Wenn das System Energie abgibt, kennzeichnet man das also mit einem negativen Vorzeichen. Energiezufuhr erkennt man am positiven Vorzeichen.
Enthalpieänderung
Abb. 1.1 Oben: exotherme Reaktion; unten: endotherme Reaktion
(Quelle: Boeck, Kurzlehrbuch Chemie, Thieme, 2018)
Die Enthalpie chemischer Substanzen hängt von der Temperatur und vom Druck ab. Deshalb bezieht man sich meist auf Normbedingungen: 25°C und 101,3 kPa, was durch eine hochgestellte Null am Symbol deutlich gemacht wird: ΔH0.

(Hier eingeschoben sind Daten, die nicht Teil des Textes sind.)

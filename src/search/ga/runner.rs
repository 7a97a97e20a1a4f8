//! GA evolutionary loop execution.
//!
//! [`GaRunner`] orchestrates the complete evolutionary process:
//! initialization → evaluation → selection → crossover → mutation → repeat.

use super::config::GaConfig;
use crate::error::{PlacementError, Result};
use crate::random::rng_from;
use crate::search::eval::{best_index, evaluate_batch, is_significant};
use crate::search::types::{Candidate, Objective, SearchDriver, SearchResult};
use rand::Rng;
use std::sync::atomic::{AtomicBool, Ordering};
use std::sync::Arc;
use std::time::Instant;
use tracing::{debug, info};

const ALGORITHM: &str = "GA";

/// Executes the GA evolutionary loop.
///
/// # Usage
///
/// ```ignore
/// let request = PlacementRequest::from_coordinates(&pool, 6, 2).build()?;
/// let config = GaConfig::fast().with_seed(42);
/// let result = GaRunner::run(&request, &config)?;
/// let best = request.placement(&result.best_x)?;
/// ```
pub struct GaRunner;

impl GaRunner {
    /// Runs the GA optimization.
    pub fn run<O: Objective>(objective: &O, config: &GaConfig) -> Result<SearchResult> {
        Self::run_with_cancel(objective, config, None)
    }

    /// Runs the GA with an optional cancellation token.
    ///
    /// If `cancel` is `Some` and the flag is set to `true`, the GA stops at
    /// the start of the next generation and returns the best solution
    /// found so far.
    pub fn run_with_cancel<O: Objective>(
        objective: &O,
        config: &GaConfig,
        cancel: Option<Arc<AtomicBool>>,
    ) -> Result<SearchResult> {
        config.validate().map_err(PlacementError::InvalidConfig)?;
        let dim = objective.dimension();
        if dim == 0 {
            return Err(PlacementError::InvalidConfig(
                "objective dimension must be at least 1".into(),
            ));
        }

        let (mut rng, seed) = rng_from(config.seed);
        let started = Instant::now();

        // 1. Initialize and evaluate
        let mut population: Vec<Candidate> = (0..config.population_size)
            .map(|_| Candidate::new((0..dim).map(|_| rng.random_range(0.0..1.0)).collect()))
            .collect();
        let mut failed = evaluate_batch(objective, &mut population, config.parallel);
        let mut evaluations = population.len();

        // 2. Track best
        let mut best = population[best_index(&population)].clone();
        let mut fitness_history = Vec::with_capacity(config.max_generations + 1);
        fitness_history.push(best.fitness);

        let elite_count = (config.population_size as f64 * config.elite_ratio) as usize;
        let mut stagnation_counter = 0usize;
        let mut generations = 0usize;
        let mut stagnated = false;
        let mut cancelled = false;
        let mut timed_out = false;

        // 3. Evolutionary loop
        for gen in 0..config.max_generations {
            if let Some(ref flag) = cancel {
                if flag.load(Ordering::Relaxed) {
                    cancelled = true;
                    break;
                }
            }
            if let Some(limit) = config.time_limit_ms {
                if started.elapsed().as_millis() >= u128::from(limit) {
                    timed_out = true;
                    break;
                }
            }

            // Sort ascending: best first
            population.sort_by(|a, b| {
                a.fitness
                    .partial_cmp(&b.fitness)
                    .unwrap_or(std::cmp::Ordering::Equal)
            });
            let fitness: Vec<f64> = population.iter().map(|c| c.fitness).collect();

            let mut next_gen: Vec<Candidate> = population[..elite_count].to_vec();

            while next_gen.len() < config.population_size {
                let p1 = &population[config.selection.select(&fitness, &mut rng)];
                let p2 = &population[config.selection.select(&fitness, &mut rng)];

                let children = if rng.random_range(0.0..1.0) < config.crossover_rate {
                    let (c1, c2) = config.crossover.apply(&p1.genes, &p2.genes, &mut rng);
                    vec![c1, c2]
                } else {
                    vec![p1.genes.clone()]
                };

                for mut genes in children {
                    if next_gen.len() >= config.population_size {
                        break;
                    }
                    if rng.random_range(0.0..1.0) < config.mutation_rate {
                        config.mutation.apply(&mut genes, &mut rng);
                    }
                    for g in genes.iter_mut() {
                        *g = g.clamp(0.0, 1.0);
                    }
                    next_gen.push(Candidate::new(genes));
                }
            }

            // Elites keep their fitness
            failed += evaluate_batch(objective, &mut next_gen[elite_count..], config.parallel);
            evaluations += config.population_size - elite_count;
            population = next_gen;
            generations = gen + 1;

            let gen_best = &population[best_index(&population)];
            if gen_best.fitness < best.fitness {
                if is_significant(best.fitness, gen_best.fitness, config.convergence_threshold) {
                    stagnation_counter = 0;
                } else {
                    stagnation_counter += 1;
                }
                best = gen_best.clone();
            } else {
                stagnation_counter += 1;
            }

            fitness_history.push(best.fitness);
            objective.on_generation(generations, best.fitness);
            debug!(
                generation = generations,
                best_fitness = best.fitness,
                stagnation = stagnation_counter,
                "ga generation"
            );

            if config.stagnation_limit > 0 && stagnation_counter >= config.stagnation_limit {
                stagnated = true;
                break;
            }
        }

        info!(
            algorithm = ALGORITHM,
            seed,
            generations,
            evaluations,
            failed_evaluations = failed,
            best_fitness = best.fitness,
            stagnated,
            cancelled,
            timed_out,
            "ga finished"
        );

        Ok(SearchResult {
            algorithm: ALGORITHM,
            best_x: best.genes,
            best_fitness: best.fitness,
            generations,
            evaluations,
            failed_evaluations: failed,
            stagnated,
            cancelled,
            timed_out,
            seed,
            fitness_history,
        })
    }
}

impl SearchDriver for GaConfig {
    fn name(&self) -> &'static str {
        ALGORITHM
    }

    fn minimize<O: Objective>(
        &self,
        objective: &O,
        cancel: Option<Arc<AtomicBool>>,
    ) -> Result<SearchResult> {
        GaRunner::run_with_cancel(objective, self, cancel)
    }
}

// ============================================================================
// Tests
// ============================================================================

Eine Verbindung kann auf verschiedenen Wegen entstehen. Der Satz von Hess besagt, dass die Reaktionsenthalpie vom Reaktionsweg unabhängig ist.
Lerntipp
In der Prüfung könnte dir die Enthalpie in Form der Verdampfungswärme oder Verdampfungsenthalpie begegnen. Beschrieben ist eine Verbindung mit einem Siedepunkt von ca. 12°C, die bei normalem Druck und bei einer Temperatur von ca. 25°C auf die Haut aufgebracht wird und kühlend wirkt. Du sollst nun unter den angebotenen Antworten diejenige herausfinden, die auf die dabei stattfindende Phasenumwandlung zutrifft.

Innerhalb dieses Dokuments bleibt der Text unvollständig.